Так же и кино: 20-е годы – один из редких периодов величайшей эстетической контактности самых разных на первый взгляд школ и направлений: классицизма и «авангарда», «старых» и «новых» видов искусства. Кинематограф тогда продолжал вовсю утверждать свою самостоятельность. Но опирался при этом не на одну лишь собственную документальную природу. Высшие достижения советского кино этого периода родились под знаком «русского монтажа», а он – во всяком случае у Эйзенштейна – имел самые что ни на есть глубокие культурные корни, но был при этом также новаторским, очуждающим элементом киноусловности. Еще сложнее обстояло дело с кино немецким, развивавшимся в совершенно иной общественной и духовной ситуации.

Традиционная история кино, в том числе Кракауэр, рассматривает экспрессионистские немецкие ленты первой половины 20-х годов как антитезу документализму, часто с оттенком «от лукавого», и как отражение коллективного подсознания нации, уже копившей в своем организме токсины нацизма. Бесспорно, кино этого периода несло на себе влияние социально-психологического кризиса, лелеяло, по словам Брехта, «темные ассоциации, неопределенные чувства». Но каким чудом на этой зыбкой почве оно сумело синтезировать столь редко возникавший в истории мировых кинематографий большой стиль, почему стало одним из крупнейших явлений культуры ХХ века?

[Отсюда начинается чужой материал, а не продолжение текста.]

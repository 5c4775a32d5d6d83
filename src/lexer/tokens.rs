use std::fmt::Display;

use crate::Span;

#[derive(Debug, PartialEq, Eq, Clone, Copy, Hash)]
pub enum TokenKind {
    /// One of the type keywords `int`, `float` or `string`.
    Type,
    Identifier,
    Assign, // =
    Number,
    StringLiteral,
    Plus,
    Semicolon,
}

impl Display for TokenKind {
    fn fmt(&self, f: &mut std::fmt::Formatter<'_>) -> std::fmt::Result {
        write!(f, "{:?}", self)
    }
}

#[derive(Debug, Clone, PartialEq, Eq)]
pub struct Token {
    pub kind: TokenKind,
    /// Source text of the token, quotes included for string literals.
    pub value: String,
    pub span: Span,
    pub line: usize,
}

impl Display for Token {
    fn fmt(&self, f: &mut std::fmt::Formatter<'_>) -> std::fmt::Result {
        if self.is_one_of_many(&[
            TokenKind::Type,
            TokenKind::Identifier,
            TokenKind::Number,
            TokenKind::StringLiteral,
        ]) {
            write!(f, "{} ({}) @ line {}", self.kind, self.value, self.line)
        } else {
            write!(f, "{} @ line {}", self.kind, self.line)
        }
    }
}

impl Token {
    pub fn is_one_of_many(&self, kinds: &[TokenKind]) -> bool {
        kinds.contains(&self.kind)
    }
}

Сегодня, в преддверии его конца, необходимо заново взглянуть на эту отнюдь не поблекшую страницу кинематографической истории. Наверняка именно М. Туровской под силу в подробностях «переписать» и «расшифровать» ее. Если этого пока не произошло, мы получили конспект такой расшифровки, для которой имя Брехта послужило удивительно подходящим и действенным кодом.

При косвенной поддержке Брехта удается заново взглянуть на многие заштампованные историками понятия. Оказывается, что революционный театр Пискатора использовал экранные средства, в том числе документальность не в качестве приближения к реальности, а как один из самых действенных элементов очуждения.

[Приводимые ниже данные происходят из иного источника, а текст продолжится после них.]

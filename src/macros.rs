//! Utility macros for the lexer.
//!
//! - `MK_TOKEN!` - Creates a Token instance
//! - `MK_DEFAULT_HANDLER!` - Creates a lexer handler that emits one token kind

/// Creates a Token instance.
///
/// # Arguments
///
/// * `$kind` - The TokenKind
/// * `$value` - The token's source text
/// * `$span` - The byte span in the source
/// * `$line` - The 1-based line the token starts on
///
/// # Example
///
/// ```ignore
/// let token = MK_TOKEN!(TokenKind::Number, "42".to_string(), span, 1);
/// ```
#[macro_export]
macro_rules! MK_TOKEN {
    ($kind:expr, $value:expr, $span:expr, $line:expr) => {
        Token {
            kind: $kind,
            value: $value,
            span: $span,
            line: $line,
        }
    };
}

/// Creates a lexer handler that pushes the matched text as a token of `$kind`.
///
/// The handler advances the lexer past the match.
///
/// # Example
///
/// ```ignore
/// RegexPattern::new("\\+", MK_DEFAULT_HANDLER!(TokenKind::Plus))
/// ```
#[macro_export]
macro_rules! MK_DEFAULT_HANDLER {
    ($kind:expr) => {
        |lexer: &mut Lexer, matched: &str| -> Result<(), Error> {
            lexer.push_token($kind, matched);
            Ok(())
        }
    };
}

А «павильонный» немецкий кинематограф «сумел создать из папье-маше и холста, из света и тени, из довольно театральной, но экспрессивной игры актеров, из традиции тривиальных жанров и подвижной камеры стиль, который оказался долговечнее и шире прямых реминисценций породившего их экспрессионизма. Этот стиль охватывал и великие фильмы и экзотические или мещанские поделки, потакающие бульварному вкусу, – немецкий экран 20-х годов кроме всего прочего являет собою удивительный феномен – сплав нового, складывающегося искусства и нарождающейся «массовой культуры» (стр. 102).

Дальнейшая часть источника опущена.